Let's say we have arbitrary finite measure space $\langle \Omega, \mathfrak{I}, \mathbb{P} \rangle$. For any functions $\rho : Y \rightarrow X$ and measurable $f : \Omega \rightarrow X$ with any finite $X$ and $Y$ we define $H_{\rho}(f) = \{\mathbb{P} \circ g^{-1} \mid f = \rho \circ g, g \text{ is measurable}\}$ – set of functions $Y \rightarrow \mathbb{R}_{\ge 0}$ characterizing internal structure of $f$ induced by $\rho$. Preorder $\precsim$ is defined on set of measurable functions $\{ f : \Omega \rightarrow X \}$ as follows – $f_1 \precsim f_2 \iff H_{\rho}(f_1) \subseteq H_{\rho}(f_2), \forall \rho$.

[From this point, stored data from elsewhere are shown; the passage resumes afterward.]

//! The `SyncCommand` capability contract.
//!
//! A sync command carries the instrument-specific configuration for one
//! synchronized action — a ramp table, an acquisition mask — but no timing.
//! Timing lives in the owning [`SyncPoints`](crate::points::SyncPoints);
//! the driver combines the two at arm time.
//!
//! Commands are composable. The compile step relies on three operators:
//!
//! - [`repeated`](SyncCommand::repeated): the command run `count` times in
//!   sequence, used when a repeated sync folds inner commands outward.
//! - [`concatenate`](SyncCommand::concatenate): sequential merge of several
//!   commands into one program.
//! - [`parallel`](SyncCommand::parallel): simultaneous, time-aligned merge of
//!   commands on the *same* instrument; this is the combining operator the
//!   registry folds with.
//!
//! Implementations typically downcast their partners via
//! [`as_any`](SyncCommand::as_any) and must reject incompatible merges with a
//! [`Composition`](crate::error::SyncError::Composition) error instead of
//! silently truncating mismatched time-bases.

use std::any::Any;
use std::fmt::Debug;

use crate::error::{SyncError, SyncResult};

/// A boxed, type-erased sync command as stored in the registry.
pub type BoxedCommand = Box<dyn SyncCommand>;

/// Instrument-specific action payload attached to sync points.
pub trait SyncCommand: Debug + Send + Sync {
    /// Clone behind the trait object. The registry keeps commands until
    /// compile time and compiling must not consume them.
    fn boxed_clone(&self) -> BoxedCommand;

    /// Downcast support for concrete merge implementations.
    fn as_any(&self) -> &dyn Any;

    /// A command equivalent to running this one `count` times in sequence.
    ///
    /// # Errors
    ///
    /// [`SyncError::Composition`] when the underlying hardware program cannot
    /// express repetition.
    fn repeated(&self, count: usize) -> SyncResult<BoxedCommand>;

    /// Sequential merge of `self` followed by each of `others` in order.
    ///
    /// # Errors
    ///
    /// [`SyncError::Composition`] when the command types are incompatible.
    fn concatenate(self: Box<Self>, others: Vec<BoxedCommand>) -> SyncResult<BoxedCommand>;

    /// Merge hook for simultaneous execution; receives every partner.
    ///
    /// Implementations must produce one command valid for time-aligned
    /// execution on the same instrument, validating compatible time-bases
    /// (e.g. equal effective length).
    ///
    /// # Errors
    ///
    /// [`SyncError::Composition`] on any mismatch.
    fn merge_parallel(self: Box<Self>, others: Vec<BoxedCommand>) -> SyncResult<BoxedCommand>;

    /// Simultaneous, time-aligned merge with zero or more partners.
    ///
    /// Identity when `others` is empty, otherwise delegates to
    /// [`merge_parallel`](Self::merge_parallel).
    ///
    /// # Errors
    ///
    /// Whatever [`merge_parallel`](Self::merge_parallel) reports.
    fn parallel(self: Box<Self>, others: Vec<BoxedCommand>) -> SyncResult<BoxedCommand>
    where
        Self: Sized + 'static,
    {
        if others.is_empty() {
            Ok(self)
        } else {
            self.merge_parallel(others)
        }
    }
}

impl Clone for BoxedCommand {
    fn clone(&self) -> Self {
        self.boxed_clone()
    }
}

/// Fold an ordered command list into one command via `parallel()`.
///
/// The fold starts at the first command; a single-element list is the
/// identity case and is returned unchanged.
///
/// # Errors
///
/// [`SyncError::Composition`] when the list is empty or a merge fails.
pub(crate) fn fold_parallel(mut commands: Vec<BoxedCommand>) -> SyncResult<BoxedCommand> {
    if commands.is_empty() {
        return Err(SyncError::Composition(
            "no commands registered to fold".to_string(),
        ));
    }
    let first = commands.remove(0);
    if commands.is_empty() {
        Ok(first)
    } else {
        first.merge_parallel(commands)
    }
}

/// Parallel-merge two already-boxed commands.
///
/// Used where the wrapper level of a repeated sync combines its own merged
/// command with the repeated inner one.
pub(crate) fn parallel_pair(first: BoxedCommand, second: BoxedCommand) -> SyncResult<BoxedCommand> {
    first.merge_parallel(vec![second])
}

I believe that such preorder is symmetric ($f_1 \precsim f_2 \Leftrightarrow f_2 \precsim f_1, \forall f_1, f_2$) due to external reasons (it has respective game-theoretical interpretation), but I'm unable to prove it as defined. Can anyone help me, please?

UPDATE: Please, take note, $\forall \rho$ here means for all $\rho$ across every possible finite $Y$, not just one externally fixed.

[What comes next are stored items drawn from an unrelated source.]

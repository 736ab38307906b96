//! End-to-end orchestration tests: register, compile, arm, read, cancel.

use std::sync::atomic::{AtomicUsize, Ordering};
use std::sync::Arc;

use anyhow::{bail, Result};
use async_trait::async_trait;

use daq_sync::instrument::mock::{AcquireCommand, DacRampCommand, MockDac, MockDigitizer};
use daq_sync::instrument::SyncInstrument;
use daq_sync::parameter::{DacVoltage, DigitizerChannel, SyncParameter};
use daq_sync::points::InstrumentHandle;
use daq_sync::{BoxedCommand, SyncError, SyncPoints};

fn init_logging() {
    let _ = env_logger::builder().is_test(true).try_init();
}

/// Instrument with scripted prepare/cancel outcomes, for failure-path tests.
struct ScriptedInstrument {
    id: String,
    fail_prepare: bool,
    cancel_ok: bool,
    prepare_calls: AtomicUsize,
    cancel_calls: AtomicUsize,
}

impl ScriptedInstrument {
    fn new(id: &str, fail_prepare: bool, cancel_ok: bool) -> Arc<Self> {
        Arc::new(Self {
            id: id.to_string(),
            fail_prepare,
            cancel_ok,
            prepare_calls: AtomicUsize::new(0),
            cancel_calls: AtomicUsize::new(0),
        })
    }
}

#[async_trait]
impl SyncInstrument for ScriptedInstrument {
    fn id(&self) -> &str {
        &self.id
    }

    async fn prepare(&self, _sync: &SyncPoints, _command: BoxedCommand) -> Result<()> {
        self.prepare_calls.fetch_add(1, Ordering::SeqCst);
        if self.fail_prepare {
            bail!("simulated arm failure");
        }
        Ok(())
    }

    async fn cancel_sync_operations(&self) -> bool {
        self.cancel_calls.fetch_add(1, Ordering::SeqCst);
        self.cancel_ok
    }
}

#[tokio::test]
async fn test_set_then_get_round_trip() {
    init_logging();
    let dac = Arc::new(MockDac::new("dac"));
    let digitizer = Arc::new(MockDigitizer::new("lockin"));

    let gate = DacVoltage::new(Arc::clone(&dac), 0, 0.1);
    let readout = DigitizerChannel::new(Arc::clone(&digitizer), 7);

    let ramp = [0.0, 0.25, 0.5, 0.75];
    let mut sync = gate.sync_set(&ramp, None).await.unwrap();
    let mut getter = readout.sync_get(&mut sync).await.unwrap();

    // Nothing armed until execution.
    assert!(!gate.is_running());
    assert!(matches!(getter.take(), Err(SyncError::StaleGetter(_))));

    sync.execute().await.unwrap();

    assert!(gate.is_running());
    assert_eq!(dac.armed_values(0).unwrap(), ramp);

    let data = getter.take().unwrap();
    assert_eq!(data, vec![7000.0, 7001.0, 7002.0, 7003.0]);
    assert!(!readout.is_running());

    // The capture is consumed; a second take must not return stale data.
    assert!(matches!(getter.take(), Err(SyncError::StaleGetter(_))));
}

#[tokio::test]
async fn test_two_ramps_one_dac_merge_in_parallel() {
    init_logging();
    let dac = Arc::new(MockDac::new("dac"));
    let ch0 = DacVoltage::new(Arc::clone(&dac), 0, 0.1);
    let ch1 = DacVoltage::new(Arc::clone(&dac), 1, 0.1);

    let sync = ch0.sync_set(&[0.0, 1.0], None).await.unwrap();
    let sync = ch1.sync_set(&[2.0, 3.0], Some(sync)).await.unwrap();
    sync.execute().await.unwrap();

    // One prepare carried both channel programs, merged, not overwritten.
    assert_eq!(dac.armed_values(0).unwrap(), [0.0, 1.0]);
    assert_eq!(dac.armed_values(1).unwrap(), [2.0, 3.0]);
}

#[tokio::test]
async fn test_repeated_sync_tiles_the_armed_ramp() {
    init_logging();
    let dac = Arc::new(MockDac::new("dac"));
    let ch0 = DacVoltage::new(Arc::clone(&dac), 0, 0.1);

    let inner = ch0.sync_set(&[0.0, 1.0], None).await.unwrap();
    let sync = inner.repeated(3).unwrap();
    sync.execute().await.unwrap();

    assert_eq!(sync.num_sync_points(), 6);
    assert_eq!(
        dac.armed_values(0).unwrap(),
        [0.0, 1.0, 0.0, 1.0, 0.0, 1.0]
    );
}

#[tokio::test]
async fn test_conflicting_ramps_fail_at_compile_time() {
    init_logging();
    let dac = Arc::new(MockDac::new("dac"));
    let mut sync = SyncPoints::explicit(vec![0.0, 1.0], vec![0.5, 0.5], None).unwrap();
    // Two ramps on the same channel cannot run simultaneously.
    sync.add_command(
        Arc::clone(&dac) as InstrumentHandle,
        Box::new(DacRampCommand::single(0, vec![0.0, 1.0])),
    );
    sync.add_command(
        Arc::clone(&dac) as InstrumentHandle,
        Box::new(DacRampCommand::single(0, vec![2.0, 3.0])),
    );

    let err = sync.execute().await.unwrap_err();
    assert!(matches!(err, SyncError::Composition(_)));
    // Compile failed before any arming happened.
    assert!(!dac.is_armed());
}

#[tokio::test]
async fn test_arm_failure_propagates_and_cancel_recovers() {
    init_logging();
    let good = ScriptedInstrument::new("good", false, true);
    let bad = ScriptedInstrument::new("bad", true, true);
    let never_reached = ScriptedInstrument::new("late", false, true);

    let mut sync = SyncPoints::explicit(vec![0.0], vec![1.0], None).unwrap();
    sync.add_command(
        Arc::clone(&good) as InstrumentHandle,
        Box::new(AcquireCommand::channel(0)),
    );
    sync.add_command(
        Arc::clone(&bad) as InstrumentHandle,
        Box::new(AcquireCommand::channel(1)),
    );
    sync.add_command(
        Arc::clone(&never_reached) as InstrumentHandle,
        Box::new(AcquireCommand::channel(2)),
    );

    let err = sync.execute().await.unwrap_err();
    match err {
        SyncError::HardwareArm { instrument, .. } => assert_eq!(instrument, "bad"),
        other => panic!("expected HardwareArm, got {other:?}"),
    }

    // Sequential arming stopped at the failure; earlier instruments stay armed.
    assert_eq!(good.prepare_calls.load(Ordering::SeqCst), 1);
    assert_eq!(bad.prepare_calls.load(Ordering::SeqCst), 1);
    assert_eq!(never_reached.prepare_calls.load(Ordering::SeqCst), 0);

    // Documented recovery: cancel the same sync; every instrument is visited.
    let failed = sync.cancel().await;
    assert!(failed.is_empty());
    for instrument in [&good, &bad, &never_reached] {
        assert_eq!(instrument.cancel_calls.load(Ordering::SeqCst), 1);
    }
}

#[tokio::test]
async fn test_cancel_reports_failures_without_short_circuit() {
    init_logging();
    let a = ScriptedInstrument::new("a", false, true);
    let b = ScriptedInstrument::new("b", false, false);
    let c = ScriptedInstrument::new("c", false, true);

    let mut sync = SyncPoints::explicit(vec![0.0], vec![1.0], None).unwrap();
    for (instrument, ch) in [(&a, 0), (&b, 1), (&c, 2)] {
        sync.add_command(
            Arc::clone(instrument) as InstrumentHandle,
            Box::new(AcquireCommand::channel(ch)),
        );
    }

    let failed = sync.cancel().await;
    assert_eq!(failed.len(), 1);
    assert!(failed.contains("b"));
    // The failure did not stop the walk.
    for instrument in [&a, &b, &c] {
        assert_eq!(instrument.cancel_calls.load(Ordering::SeqCst), 1);
    }
}

#[tokio::test]
async fn test_cancel_covers_nested_instruments() {
    init_logging();
    let inner_instr = ScriptedInstrument::new("inner", false, false);
    let outer_instr = ScriptedInstrument::new("outer", false, true);

    let mut inner = SyncPoints::explicit(vec![0.0], vec![1.0], None).unwrap();
    inner.add_command(
        Arc::clone(&inner_instr) as InstrumentHandle,
        Box::new(AcquireCommand::channel(0)),
    );
    let mut sync = inner.repeated(2).unwrap();
    sync.add_command(
        Arc::clone(&outer_instr) as InstrumentHandle,
        Box::new(AcquireCommand::channel(1)),
    );

    let failed = sync.cancel().await;
    assert_eq!(failed.len(), 1);
    assert!(failed.contains("inner"));
    assert_eq!(outer_instr.cancel_calls.load(Ordering::SeqCst), 1);
}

UPDATE: To keep you guys interested and maybe bootstrap thoughts, I'll add some facts.

  1. $f_1 \precsim f_2 \Rightarrow \xi \circ f_1 \precsim \xi \circ f_2, \forall f_1, f_2, \xi$ – this follows trivially from definition of $H_{\rho}$.
  2. Consequentially, symmetry of $\precsim$ is easily provable for $f_2 = \pi \circ f_1, \pi : X \leftrightarrow X$. Because of $f_1 \precsim f_2 \Rightarrow \pi \circ f_1 \precsim \pi \circ f_2$ we can build infinite chain of $f_1 \precsim \pi \circ f_1 \precsim \pi \circ \pi \circ f_1 \precsim \ldots$. Combinatorics says that there must be finite cycle $\pi \circ ... \circ \pi$ synonymous to identity permutation, which leads to $f_2 = \pi \circ f_1 \precsim \pi \circ ... \circ \pi \circ f_1 = f_1$.
  3. Consequentially, symmetry of $\precsim$ is easily provable for measure spaces with finite algebra. In such case any measurable function $f_i$ can be derived from singular function $g$, that transforms each atom to its own element of codomain, as $f_i = \xi_i \circ g$. For such $g$ and its permutations $g \precsim \pi \circ g \Leftrightarrow \pi \circ g \precsim g \Leftrightarrow \mathbb{P} \circ g^{-1} = \mathbb{P} \circ (\pi \circ g)^{-1}$ which leads to $f_1 \precsim f_2 \Leftrightarrow f_2 \precsim f_1$ by definition of $H_{\rho}$.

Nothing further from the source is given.